Most political bases are covered, but opposition is
strong nonetheless, especially from the teachers' union, which has
exacted a mandatory fee from each member to pay for the anti-vouchers
fight.
Many Prop. 38 foes are acting out of bureaucratic
self-interest - fending off a challenge that could threaten their
fiefdoms, force them to work harder, or reveal the poor job they're
doing educating the kids.
Then there are the disciples of Mann and Dewey - the
true believers in the progressive education vision. They fear that if
people use their vouchers to send kids to unregulated schools with
uncertified teachers, the "education experts" will lose their
grip over what kids are taught. Some kids may end up at schools where
they read C.S. Lewis rather than Malcolm X. Horrors!

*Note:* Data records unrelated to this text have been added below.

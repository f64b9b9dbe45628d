//! macOS proxy settings via `scutil --proxy`

use super::settings::{command_output, Settings};
use super::with_bypass_list;
use crate::error::Result;
use crate::filter::{LocalBypassFilter, UriFilter, Whitelist};
use crate::selector::{
    FixedProxySelector, FixedSocksSelector, ProtocolDispatchSelector, ProxyBypassListSelector,
    SharedSelector,
};
use std::sync::Arc;

const PROTOCOLS: [(&str, &str); 5] = [
    ("HTTP", "http"),
    ("HTTPS", "https"),
    ("FTP", "ftp"),
    ("Gopher", "gopher"),
    ("RTSP", "rtsp"),
];

#[derive(Debug, Clone, Copy, Default, PartialEq, Eq)]
pub struct MacOsStrategy;

impl MacOsStrategy {
    /// `Ok(None)` on other platforms
    pub fn read_settings(&self) -> Result<Option<Settings>> {
        if !cfg!(target_os = "macos") {
            tracing::debug!("Not running on macOS");
            return Ok(None);
        }
        Ok(command_output("scutil", &["--proxy"])?.map(|text| parse_scutil(&text)))
    }

    pub fn proxy_selector(&self) -> Result<Option<SharedSelector>> {
        tracing::trace!("Detecting macOS proxy settings");
        Ok(self.read_settings()?.and_then(|settings| selector_from_settings(&settings)))
    }
}

/// Parse the top-level keys of the `scutil --proxy` dictionary.
///
/// Arrays such as `ExceptionsList` become comma separated lists. Nested
/// dictionaries (per-interface `__SCOPED__` settings) are skipped.
pub fn parse_scutil(text: &str) -> Settings {
    let mut settings = Settings::new();
    let mut depth = 0usize;
    let mut array: Option<(String, Vec<String>)> = None;

    for line in text.lines() {
        let line = line.trim();
        if line == "}" {
            depth = depth.saturating_sub(1);
            if depth == 1 {
                if let Some((key, items)) = array.take() {
                    settings.insert(key, items.join(","));
                }
            }
            continue;
        }

        let opens = line.ends_with('{');
        match line.split_once(" : ").map(|(k, v)| (k.trim(), v.trim())) {
            Some((key, value)) if depth == 1 => {
                if opens && value.starts_with("<array>") {
                    array = Some((key.to_string(), Vec::new()));
                } else if !opens {
                    settings.insert(key, value);
                }
            }
            Some((_, value)) if depth == 2 && !opens => {
                if let Some((_, items)) = array.as_mut() {
                    items.push(value.to_string());
                }
            }
            _ => {}
        }
        if opens {
            depth += 1;
        }
    }
    settings
}

/// A dispatcher over the enabled protocols, wrapped in the exception list.
/// Nothing enabled means DIRECT for every scheme.
pub fn selector_from_settings(settings: &Settings) -> Option<SharedSelector> {
    if settings.flag("ProxyAutoConfigEnable") {
        tracing::warn!(
            "macOS uses proxy auto-config script {:?}, which is not supported",
            settings.value("ProxyAutoConfigURLString").unwrap_or_default()
        );
        return None;
    }
    if settings.flag("ProxyAutoDiscoveryEnable") {
        tracing::warn!("macOS proxy auto-discovery (WPAD) is not supported; using manual settings");
    }

    let mut ps = ProtocolDispatchSelector::new();
    for (prefix, scheme) in PROTOCOLS {
        if let Some((host, port)) = enabled_proxy(settings, prefix) {
            tracing::trace!("macOS uses {}:{} for {}", host, port, scheme);
            ps.set_selector(scheme, Arc::new(FixedProxySelector::new(host, port)));
        }
    }
    if let Some((host, port)) = enabled_proxy(settings, "SOCKS") {
        tracing::trace!("macOS socks proxy is {}:{}", host, port);
        ps.set_socks_selector(Arc::new(FixedSocksSelector::new(host, port)));
    }

    let mut selector = with_bypass_list(Arc::new(ps), settings.value("ExceptionsList"));
    if settings.flag("ExcludeSimpleHostnames") {
        let whitelist = Whitelist::from_filters(vec![UriFilter::Local(LocalBypassFilter)]);
        selector = Arc::new(ProxyBypassListSelector::new(whitelist, selector));
    }
    Some(selector)
}

fn enabled_proxy<'a>(settings: &'a Settings, prefix: &str) -> Option<(&'a str, u16)> {
    if !settings.flag(&format!("{}Enable", prefix)) {
        return None;
    }
    let host = settings.value(&format!("{}Proxy", prefix))?;
    let port = settings.port(&format!("{}Port", prefix))?;
    Some((host, port))
}
//! Raw settings as read from a platform source

use crate::error::{ProxyError, Result};
use indexmap::IndexMap;
use std::fs;
use std::io;
use std::path::Path;
use std::process::Command;

/// Key/value settings in the order they were read
#[derive(Debug, Clone, Default, PartialEq, Eq)]
pub struct Settings {
    values: IndexMap<String, String>,
}

impl Settings {
    pub fn new() -> Self {
        Self::default()
    }

    /// Insert or replace a value; later values win
    pub fn insert(&mut self, key: impl Into<String>, value: impl Into<String>) {
        self.values.insert(key.into(), value.into());
    }

    /// Raw value, untrimmed
    pub fn get(&self, key: &str) -> Option<&str> {
        self.values.get(key).map(String::as_str)
    }

    /// Trimmed value, `None` when missing or blank
    pub fn value(&self, key: &str) -> Option<&str> {
        self.get(key).map(str::trim).filter(|v| !v.is_empty())
    }

    /// A usable port number; zero and garbage count as unset
    pub fn port(&self, key: &str) -> Option<u16> {
        self.value(key)
            .and_then(|v| v.parse::<u16>().ok())
            .filter(|port| *port > 0)
    }

    /// `true`/`1` in any case
    pub fn flag(&self, key: &str) -> bool {
        self.value(key)
            .is_some_and(|v| v.eq_ignore_ascii_case("true") || v == "1")
    }

    pub fn contains_key(&self, key: &str) -> bool {
        self.values.contains_key(key)
    }

    pub fn iter(&self) -> impl Iterator<Item = (&str, &str)> {
        self.values.iter().map(|(k, v)| (k.as_str(), v.as_str()))
    }

    pub fn len(&self) -> usize {
        self.values.len()
    }

    pub fn is_empty(&self) -> bool {
        self.values.is_empty()
    }
}

impl<K: Into<String>, V: Into<String>> FromIterator<(K, V)> for Settings {
    fn from_iter<I: IntoIterator<Item = (K, V)>>(iter: I) -> Self {
        let mut settings = Settings::new();
        for (key, value) in iter {
            settings.insert(key, value);
        }
        settings
    }
}

/// Parse an INI file into its sections.
///
/// Keys before the first section header land in the section named `""`.
/// KDE flag suffixes such as `[$e]` are dropped from keys.
pub fn parse_ini(text: &str) -> IndexMap<String, Settings> {
    let mut sections: IndexMap<String, Settings> = IndexMap::new();
    let mut current = String::new();

    for line in text.lines() {
        let line = line.trim();
        if line.is_empty() || line.starts_with('#') || line.starts_with(';') {
            continue;
        }
        if let Some(name) = line.strip_prefix('[').and_then(|l| l.strip_suffix(']')) {
            current = name.trim().to_string();
            sections.entry(current.clone()).or_default();
            continue;
        }
        let Some((key, value)) = line.split_once('=') else {
            continue;
        };
        let key = key.trim();
        let key = match key.find("[$") {
            Some(idx) => key[..idx].trim_end(),
            None => key,
        };
        if key.is_empty() {
            continue;
        }
        sections
            .entry(current.clone())
            .or_default()
            .insert(key, value.trim());
    }

    sections
}

/// Read a settings file. A missing file is `Ok(None)`.
pub(crate) fn read_settings_file(source_name: &'static str, path: &Path) -> Result<Option<String>> {
    tracing::trace!("Reading {} settings from {:?}", source_name, path);
    match fs::read_to_string(path) {
        Ok(text) => Ok(Some(text)),
        Err(e) if e.kind() == io::ErrorKind::NotFound => {
            tracing::debug!("No {} settings at {:?}", source_name, path);
            Ok(None)
        }
        Err(e) => {
            tracing::error!("Cannot read {} settings from {:?}: {}", source_name, path, e);
            Err(ProxyError::SettingsRead {
                source_name,
                path: path.to_path_buf(),
                io: e,
            })
        }
    }
}

/// Capture stdout of a settings tool. A tool that is not installed is
/// `Ok(None)`; a tool that fails is a discovery error.
pub(crate) fn command_output(program: &str, args: &[&str]) -> Result<Option<String>> {
    let command = format!("{} {}", program, args.join(" "));
    tracing::trace!("Running {}", command);

    let output = match Command::new(program).args(args).output() {
        Ok(output) => output,
        Err(e) if e.kind() == io::ErrorKind::NotFound => {
            tracing::debug!("{} is not installed", program);
            return Ok(None);
        }
        Err(e) => return Err(ProxyError::CommandFailed { command, io: e }),
    };

    if !output.status.success() {
        let stderr = String::from_utf8_lossy(&output.stderr);
        tracing::error!("{} failed with {}: {}", command, output.status, stderr.trim());
        return Err(ProxyError::CommandFailed {
            io: io::Error::other(format!("exited with {}", output.status)),
            command,
        });
    }

    Ok(Some(String::from_utf8_lossy(&output.stdout).into_owned()))
}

In other words, public schools will no longer be the
places where shared values - i.e., their liberal values - are passed
down through the generations.
For example, during an Editorial Board meeting this
month, Ann Bancroft, the communications director for California's
education bureaucracy, said she opposed vouchers because "I don't
want to pay for skinhead schools."
Ms. Bancroft's view is a scare tactic, a canard, a
revelation about the low esteem in which the education establishment
sees the public, the progressive school vision taken to its logical
conclusion. We're all a bunch of racists, you see, who would send our
kids to the Aryan Nations Academy for Hate were it not for the guidance
and foresight of the state!
Interim secretary of education John Mockler not only
agreed that racist schools might pop up if vouchers were approved, but
said that parents should keep kids in public schools out of their sense
of civic duty.
What should a parent do if his children are stuck in
an ill-performing, dangerous school of the sort found in many of the
state's inner cities?
According to Mockler, the parent is obliged as part of
this duty to organize parents to throw out the board of education, or to
lobby the Legislature, or to undertake other political avenues for
change.
The civic duty argument is even more patronizing than
the skinhead canard. Political action may or may not achieve anything
over many years. As a poor working parent spends her evenings on a
quixotic quest against the school board, the administrators and the
principal, her children languish in substandard schools.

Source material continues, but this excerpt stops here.